- Task to complete: Repeat nothing but the lines below running from the one containing "recursion for a zero" to the one containing "let ordm1 = order - 1;". Keep both end lines.

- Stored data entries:
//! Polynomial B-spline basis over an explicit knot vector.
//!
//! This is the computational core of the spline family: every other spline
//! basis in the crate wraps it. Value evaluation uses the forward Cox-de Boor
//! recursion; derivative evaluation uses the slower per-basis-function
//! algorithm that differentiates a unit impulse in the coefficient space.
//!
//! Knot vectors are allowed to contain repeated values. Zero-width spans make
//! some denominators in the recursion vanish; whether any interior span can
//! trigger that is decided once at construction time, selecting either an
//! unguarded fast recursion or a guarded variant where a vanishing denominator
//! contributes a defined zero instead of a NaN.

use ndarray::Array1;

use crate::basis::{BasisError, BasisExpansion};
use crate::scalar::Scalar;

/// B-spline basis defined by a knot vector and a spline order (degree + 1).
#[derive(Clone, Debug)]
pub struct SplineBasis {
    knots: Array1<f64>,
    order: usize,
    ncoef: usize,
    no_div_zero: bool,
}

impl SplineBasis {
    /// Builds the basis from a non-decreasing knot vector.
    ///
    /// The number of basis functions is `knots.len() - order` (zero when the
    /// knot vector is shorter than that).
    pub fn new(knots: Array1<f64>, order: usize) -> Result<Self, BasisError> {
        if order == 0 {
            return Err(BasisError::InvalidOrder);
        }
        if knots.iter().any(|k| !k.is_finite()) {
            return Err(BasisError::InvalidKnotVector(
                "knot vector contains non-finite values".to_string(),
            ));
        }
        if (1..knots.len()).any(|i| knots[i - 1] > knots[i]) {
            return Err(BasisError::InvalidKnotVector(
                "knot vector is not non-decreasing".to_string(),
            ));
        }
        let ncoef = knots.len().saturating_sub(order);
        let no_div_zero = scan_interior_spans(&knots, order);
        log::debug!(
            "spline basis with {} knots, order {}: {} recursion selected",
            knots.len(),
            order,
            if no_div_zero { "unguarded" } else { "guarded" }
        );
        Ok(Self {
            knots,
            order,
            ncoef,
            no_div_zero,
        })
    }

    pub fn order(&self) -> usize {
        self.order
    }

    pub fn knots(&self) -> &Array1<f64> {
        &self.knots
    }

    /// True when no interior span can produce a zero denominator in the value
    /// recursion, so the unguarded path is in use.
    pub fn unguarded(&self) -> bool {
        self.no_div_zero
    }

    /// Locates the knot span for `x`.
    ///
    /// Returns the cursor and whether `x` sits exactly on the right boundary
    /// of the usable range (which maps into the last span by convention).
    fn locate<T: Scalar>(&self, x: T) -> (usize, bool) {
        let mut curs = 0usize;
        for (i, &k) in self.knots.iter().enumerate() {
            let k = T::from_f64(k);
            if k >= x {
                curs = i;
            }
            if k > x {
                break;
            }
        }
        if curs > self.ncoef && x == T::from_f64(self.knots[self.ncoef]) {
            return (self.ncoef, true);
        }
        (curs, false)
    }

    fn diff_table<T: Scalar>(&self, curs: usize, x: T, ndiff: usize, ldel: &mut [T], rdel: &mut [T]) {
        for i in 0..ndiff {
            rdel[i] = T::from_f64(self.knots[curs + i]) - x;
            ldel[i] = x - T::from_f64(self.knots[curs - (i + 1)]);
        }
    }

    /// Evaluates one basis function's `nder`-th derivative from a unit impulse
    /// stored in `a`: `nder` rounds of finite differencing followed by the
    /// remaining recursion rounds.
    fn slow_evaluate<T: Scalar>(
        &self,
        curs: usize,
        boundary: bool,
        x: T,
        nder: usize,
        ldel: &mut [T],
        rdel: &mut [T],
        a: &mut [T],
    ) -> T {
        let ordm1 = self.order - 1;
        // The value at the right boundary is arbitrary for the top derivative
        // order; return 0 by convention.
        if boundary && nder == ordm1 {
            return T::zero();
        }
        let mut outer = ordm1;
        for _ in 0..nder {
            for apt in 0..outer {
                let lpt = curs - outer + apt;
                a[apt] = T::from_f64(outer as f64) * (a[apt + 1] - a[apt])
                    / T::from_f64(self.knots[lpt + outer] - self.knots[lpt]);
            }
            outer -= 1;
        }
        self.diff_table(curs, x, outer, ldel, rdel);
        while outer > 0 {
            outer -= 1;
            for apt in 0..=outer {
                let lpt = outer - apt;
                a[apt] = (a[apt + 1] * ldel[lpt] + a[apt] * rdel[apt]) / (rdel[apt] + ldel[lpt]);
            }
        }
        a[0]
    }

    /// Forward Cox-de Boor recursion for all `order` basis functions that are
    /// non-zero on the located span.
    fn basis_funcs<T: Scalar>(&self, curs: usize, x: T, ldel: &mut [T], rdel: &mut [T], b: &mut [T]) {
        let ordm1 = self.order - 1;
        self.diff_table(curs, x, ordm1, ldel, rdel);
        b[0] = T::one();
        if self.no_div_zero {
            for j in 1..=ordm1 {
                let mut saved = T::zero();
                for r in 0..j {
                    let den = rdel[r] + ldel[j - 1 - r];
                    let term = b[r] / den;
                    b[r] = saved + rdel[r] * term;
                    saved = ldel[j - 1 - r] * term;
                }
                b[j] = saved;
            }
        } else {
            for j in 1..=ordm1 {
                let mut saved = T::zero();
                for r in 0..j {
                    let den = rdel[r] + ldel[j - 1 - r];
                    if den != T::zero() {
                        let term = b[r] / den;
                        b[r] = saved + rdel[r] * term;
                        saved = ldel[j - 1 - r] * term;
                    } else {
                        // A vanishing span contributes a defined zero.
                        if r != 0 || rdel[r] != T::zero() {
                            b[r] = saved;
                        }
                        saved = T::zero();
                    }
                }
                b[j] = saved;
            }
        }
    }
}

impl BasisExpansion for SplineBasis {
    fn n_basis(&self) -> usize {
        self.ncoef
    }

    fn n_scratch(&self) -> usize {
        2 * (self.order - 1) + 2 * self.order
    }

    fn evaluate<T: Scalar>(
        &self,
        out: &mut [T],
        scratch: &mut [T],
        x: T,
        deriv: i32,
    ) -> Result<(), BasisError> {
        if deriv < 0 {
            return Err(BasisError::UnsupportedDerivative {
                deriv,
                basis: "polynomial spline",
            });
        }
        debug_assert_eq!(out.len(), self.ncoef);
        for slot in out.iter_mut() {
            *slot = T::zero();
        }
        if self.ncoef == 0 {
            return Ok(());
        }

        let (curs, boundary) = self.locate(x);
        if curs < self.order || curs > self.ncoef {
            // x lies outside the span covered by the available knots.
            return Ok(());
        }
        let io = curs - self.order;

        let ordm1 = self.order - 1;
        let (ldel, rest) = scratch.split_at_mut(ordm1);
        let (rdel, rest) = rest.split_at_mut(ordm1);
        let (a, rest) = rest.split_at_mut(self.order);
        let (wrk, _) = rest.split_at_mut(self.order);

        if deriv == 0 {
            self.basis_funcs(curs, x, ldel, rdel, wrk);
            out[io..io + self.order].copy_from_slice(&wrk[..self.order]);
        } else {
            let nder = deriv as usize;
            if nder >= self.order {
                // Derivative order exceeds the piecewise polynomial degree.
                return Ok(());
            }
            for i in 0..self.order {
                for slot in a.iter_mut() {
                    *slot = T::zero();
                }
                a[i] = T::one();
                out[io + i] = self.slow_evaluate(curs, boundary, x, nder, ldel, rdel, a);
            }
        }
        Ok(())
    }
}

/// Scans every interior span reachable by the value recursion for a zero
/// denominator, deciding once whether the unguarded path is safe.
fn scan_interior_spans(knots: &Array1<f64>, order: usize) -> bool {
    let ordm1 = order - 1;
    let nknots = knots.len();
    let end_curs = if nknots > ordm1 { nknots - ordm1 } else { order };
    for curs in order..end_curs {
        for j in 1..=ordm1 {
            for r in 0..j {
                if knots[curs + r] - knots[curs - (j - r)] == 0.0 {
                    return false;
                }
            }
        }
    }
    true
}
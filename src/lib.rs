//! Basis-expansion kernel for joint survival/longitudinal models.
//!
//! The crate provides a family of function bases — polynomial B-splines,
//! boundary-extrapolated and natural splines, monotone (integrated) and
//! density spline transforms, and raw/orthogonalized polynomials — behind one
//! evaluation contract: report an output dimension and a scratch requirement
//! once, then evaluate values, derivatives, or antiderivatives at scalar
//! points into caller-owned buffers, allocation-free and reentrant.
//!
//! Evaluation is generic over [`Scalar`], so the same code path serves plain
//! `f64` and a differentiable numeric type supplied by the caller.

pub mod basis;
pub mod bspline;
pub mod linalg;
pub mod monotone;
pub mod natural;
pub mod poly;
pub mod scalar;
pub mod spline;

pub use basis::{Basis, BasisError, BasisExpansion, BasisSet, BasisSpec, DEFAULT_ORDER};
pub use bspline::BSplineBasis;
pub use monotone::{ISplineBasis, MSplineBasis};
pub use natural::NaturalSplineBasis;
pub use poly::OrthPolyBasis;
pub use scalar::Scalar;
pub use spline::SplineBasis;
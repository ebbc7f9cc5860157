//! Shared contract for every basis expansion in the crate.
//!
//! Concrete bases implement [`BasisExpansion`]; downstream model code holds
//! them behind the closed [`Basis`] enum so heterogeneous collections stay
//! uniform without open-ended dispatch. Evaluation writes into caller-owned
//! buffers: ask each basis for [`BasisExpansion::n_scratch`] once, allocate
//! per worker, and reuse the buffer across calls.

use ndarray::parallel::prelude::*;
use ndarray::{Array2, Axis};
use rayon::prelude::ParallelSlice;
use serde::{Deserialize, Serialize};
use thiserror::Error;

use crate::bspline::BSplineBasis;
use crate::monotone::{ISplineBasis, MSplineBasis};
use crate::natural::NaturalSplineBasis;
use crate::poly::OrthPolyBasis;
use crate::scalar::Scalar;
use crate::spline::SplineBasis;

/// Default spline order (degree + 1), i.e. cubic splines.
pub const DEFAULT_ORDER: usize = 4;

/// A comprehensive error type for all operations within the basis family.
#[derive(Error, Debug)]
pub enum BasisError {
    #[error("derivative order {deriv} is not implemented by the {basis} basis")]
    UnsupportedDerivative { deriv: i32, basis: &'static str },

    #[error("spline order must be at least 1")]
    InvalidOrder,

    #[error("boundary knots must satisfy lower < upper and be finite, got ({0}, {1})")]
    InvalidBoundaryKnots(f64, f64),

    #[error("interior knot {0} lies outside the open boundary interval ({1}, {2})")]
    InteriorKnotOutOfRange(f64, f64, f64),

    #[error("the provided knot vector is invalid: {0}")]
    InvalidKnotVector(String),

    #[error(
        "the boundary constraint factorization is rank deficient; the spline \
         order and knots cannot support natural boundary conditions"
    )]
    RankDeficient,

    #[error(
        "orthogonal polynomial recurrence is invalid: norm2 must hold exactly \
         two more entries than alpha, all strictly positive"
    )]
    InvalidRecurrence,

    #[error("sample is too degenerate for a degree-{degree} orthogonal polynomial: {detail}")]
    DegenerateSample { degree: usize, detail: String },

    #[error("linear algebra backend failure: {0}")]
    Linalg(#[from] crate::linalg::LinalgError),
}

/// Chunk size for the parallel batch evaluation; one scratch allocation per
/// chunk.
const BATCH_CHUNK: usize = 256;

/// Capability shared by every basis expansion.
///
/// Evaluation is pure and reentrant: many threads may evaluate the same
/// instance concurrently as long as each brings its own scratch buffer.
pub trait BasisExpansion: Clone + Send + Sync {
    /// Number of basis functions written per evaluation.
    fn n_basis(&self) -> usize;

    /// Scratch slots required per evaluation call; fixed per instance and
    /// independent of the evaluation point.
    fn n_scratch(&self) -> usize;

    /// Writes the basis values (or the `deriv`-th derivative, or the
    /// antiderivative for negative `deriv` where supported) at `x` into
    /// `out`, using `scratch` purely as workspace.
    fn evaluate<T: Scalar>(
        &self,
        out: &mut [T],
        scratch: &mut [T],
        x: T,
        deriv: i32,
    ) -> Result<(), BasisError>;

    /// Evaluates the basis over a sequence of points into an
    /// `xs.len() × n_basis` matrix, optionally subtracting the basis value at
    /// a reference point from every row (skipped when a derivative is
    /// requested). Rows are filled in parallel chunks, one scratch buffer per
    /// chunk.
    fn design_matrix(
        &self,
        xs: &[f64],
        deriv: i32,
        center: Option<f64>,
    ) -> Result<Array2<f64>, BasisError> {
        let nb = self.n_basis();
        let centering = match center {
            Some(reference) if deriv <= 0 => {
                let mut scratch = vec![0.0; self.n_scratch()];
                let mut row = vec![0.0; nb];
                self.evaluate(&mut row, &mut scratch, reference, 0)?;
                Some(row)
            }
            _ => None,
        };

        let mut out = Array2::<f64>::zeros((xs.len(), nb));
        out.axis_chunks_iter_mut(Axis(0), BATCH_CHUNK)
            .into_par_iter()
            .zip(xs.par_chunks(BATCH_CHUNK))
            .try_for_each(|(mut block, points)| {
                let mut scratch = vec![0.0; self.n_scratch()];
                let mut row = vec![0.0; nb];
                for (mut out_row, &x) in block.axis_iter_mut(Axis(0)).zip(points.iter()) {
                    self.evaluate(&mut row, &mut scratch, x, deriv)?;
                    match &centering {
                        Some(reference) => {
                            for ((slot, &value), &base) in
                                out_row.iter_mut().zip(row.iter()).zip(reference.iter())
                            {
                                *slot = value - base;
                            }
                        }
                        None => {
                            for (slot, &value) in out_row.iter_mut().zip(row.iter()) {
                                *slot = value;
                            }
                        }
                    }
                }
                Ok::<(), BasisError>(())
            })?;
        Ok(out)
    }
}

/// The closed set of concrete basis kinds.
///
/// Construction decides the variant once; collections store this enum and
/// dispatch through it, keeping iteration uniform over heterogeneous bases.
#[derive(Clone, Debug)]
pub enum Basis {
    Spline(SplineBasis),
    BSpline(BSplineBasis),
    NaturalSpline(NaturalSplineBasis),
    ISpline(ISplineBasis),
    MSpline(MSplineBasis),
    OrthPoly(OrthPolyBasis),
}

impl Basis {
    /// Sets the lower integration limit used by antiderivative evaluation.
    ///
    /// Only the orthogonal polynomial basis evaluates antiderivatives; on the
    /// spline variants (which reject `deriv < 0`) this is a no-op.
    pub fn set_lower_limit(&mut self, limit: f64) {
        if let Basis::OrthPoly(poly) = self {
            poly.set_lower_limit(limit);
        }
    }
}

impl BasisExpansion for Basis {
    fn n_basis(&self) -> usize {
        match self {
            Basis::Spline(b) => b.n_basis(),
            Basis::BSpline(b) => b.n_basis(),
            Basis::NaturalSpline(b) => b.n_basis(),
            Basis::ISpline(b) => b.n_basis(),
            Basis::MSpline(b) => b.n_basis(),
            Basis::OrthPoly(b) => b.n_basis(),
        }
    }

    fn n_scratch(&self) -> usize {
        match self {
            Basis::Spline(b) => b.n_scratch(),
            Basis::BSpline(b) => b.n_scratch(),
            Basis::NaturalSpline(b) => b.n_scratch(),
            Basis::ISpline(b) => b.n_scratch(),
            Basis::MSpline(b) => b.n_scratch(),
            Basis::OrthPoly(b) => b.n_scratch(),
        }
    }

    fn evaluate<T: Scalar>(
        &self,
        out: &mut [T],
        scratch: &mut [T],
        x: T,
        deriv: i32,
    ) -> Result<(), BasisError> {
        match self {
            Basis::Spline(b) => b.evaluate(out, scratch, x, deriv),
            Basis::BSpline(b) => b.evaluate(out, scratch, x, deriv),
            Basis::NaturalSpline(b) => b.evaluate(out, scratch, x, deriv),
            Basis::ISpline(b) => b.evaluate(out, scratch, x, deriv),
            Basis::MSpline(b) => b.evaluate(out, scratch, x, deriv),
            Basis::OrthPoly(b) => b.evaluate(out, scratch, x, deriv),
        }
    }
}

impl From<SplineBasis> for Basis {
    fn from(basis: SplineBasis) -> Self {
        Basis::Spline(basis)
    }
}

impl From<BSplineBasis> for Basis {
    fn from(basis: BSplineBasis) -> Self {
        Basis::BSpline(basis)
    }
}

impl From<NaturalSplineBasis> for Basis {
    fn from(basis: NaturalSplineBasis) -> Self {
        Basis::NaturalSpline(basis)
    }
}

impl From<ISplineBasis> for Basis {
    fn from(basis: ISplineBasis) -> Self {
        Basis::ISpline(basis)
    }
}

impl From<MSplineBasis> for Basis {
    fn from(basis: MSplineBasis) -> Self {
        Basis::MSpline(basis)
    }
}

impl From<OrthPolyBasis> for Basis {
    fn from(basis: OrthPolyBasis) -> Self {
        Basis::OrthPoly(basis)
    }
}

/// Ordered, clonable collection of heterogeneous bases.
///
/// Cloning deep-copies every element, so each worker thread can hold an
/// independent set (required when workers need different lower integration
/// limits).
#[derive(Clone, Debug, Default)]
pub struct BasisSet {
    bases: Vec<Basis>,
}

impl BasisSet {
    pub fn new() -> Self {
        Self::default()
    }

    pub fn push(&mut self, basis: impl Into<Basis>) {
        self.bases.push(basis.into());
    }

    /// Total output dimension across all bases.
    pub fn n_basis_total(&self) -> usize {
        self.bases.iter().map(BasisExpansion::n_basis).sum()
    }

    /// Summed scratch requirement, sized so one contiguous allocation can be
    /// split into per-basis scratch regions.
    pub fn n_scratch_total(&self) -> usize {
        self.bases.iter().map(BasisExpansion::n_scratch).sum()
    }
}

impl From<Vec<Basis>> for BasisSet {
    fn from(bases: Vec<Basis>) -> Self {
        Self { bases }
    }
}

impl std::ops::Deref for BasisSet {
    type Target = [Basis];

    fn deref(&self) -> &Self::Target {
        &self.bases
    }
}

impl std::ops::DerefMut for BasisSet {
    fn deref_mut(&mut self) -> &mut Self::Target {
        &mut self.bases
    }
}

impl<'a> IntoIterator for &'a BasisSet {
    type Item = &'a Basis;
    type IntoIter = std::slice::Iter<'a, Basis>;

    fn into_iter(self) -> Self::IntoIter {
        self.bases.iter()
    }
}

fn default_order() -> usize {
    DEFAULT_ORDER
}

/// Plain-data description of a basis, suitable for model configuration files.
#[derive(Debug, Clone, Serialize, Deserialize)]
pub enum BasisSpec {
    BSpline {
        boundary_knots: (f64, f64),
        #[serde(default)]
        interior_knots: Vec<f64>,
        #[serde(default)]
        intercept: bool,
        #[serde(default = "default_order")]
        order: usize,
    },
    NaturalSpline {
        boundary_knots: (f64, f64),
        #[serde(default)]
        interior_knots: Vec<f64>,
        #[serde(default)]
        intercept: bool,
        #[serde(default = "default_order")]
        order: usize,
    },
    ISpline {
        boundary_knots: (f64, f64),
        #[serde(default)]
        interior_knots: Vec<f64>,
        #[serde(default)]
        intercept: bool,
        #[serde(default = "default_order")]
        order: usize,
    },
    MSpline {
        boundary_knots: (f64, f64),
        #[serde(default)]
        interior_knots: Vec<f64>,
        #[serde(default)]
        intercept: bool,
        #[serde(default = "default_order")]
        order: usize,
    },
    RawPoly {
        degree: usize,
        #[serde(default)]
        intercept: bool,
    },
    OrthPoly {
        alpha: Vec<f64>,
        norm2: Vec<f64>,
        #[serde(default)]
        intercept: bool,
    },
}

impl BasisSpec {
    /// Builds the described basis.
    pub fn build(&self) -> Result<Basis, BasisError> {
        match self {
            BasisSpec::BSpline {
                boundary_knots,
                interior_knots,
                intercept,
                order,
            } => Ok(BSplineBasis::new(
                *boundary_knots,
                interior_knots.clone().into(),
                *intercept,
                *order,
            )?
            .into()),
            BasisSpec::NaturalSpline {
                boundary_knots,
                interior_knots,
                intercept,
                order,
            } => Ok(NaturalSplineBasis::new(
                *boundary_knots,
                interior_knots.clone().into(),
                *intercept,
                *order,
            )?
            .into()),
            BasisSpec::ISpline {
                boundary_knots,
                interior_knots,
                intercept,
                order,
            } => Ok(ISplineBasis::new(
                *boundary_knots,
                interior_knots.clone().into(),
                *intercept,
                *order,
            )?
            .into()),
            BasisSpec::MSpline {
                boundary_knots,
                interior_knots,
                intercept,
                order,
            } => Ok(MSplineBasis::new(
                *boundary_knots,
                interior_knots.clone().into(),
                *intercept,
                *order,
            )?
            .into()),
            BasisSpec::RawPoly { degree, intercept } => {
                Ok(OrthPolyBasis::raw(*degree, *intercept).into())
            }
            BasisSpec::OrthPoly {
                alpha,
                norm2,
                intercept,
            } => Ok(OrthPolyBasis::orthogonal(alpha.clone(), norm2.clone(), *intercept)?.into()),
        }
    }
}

- Output of the exercise:
/// Scans every interior span reachable by the value recursion for a zero
/// denominator, deciding once whether the unguarded path is safe.
fn scan_interior_spans(knots: &Array1<f64>, order: usize) -> bool {
    let ordm1 = order - 1;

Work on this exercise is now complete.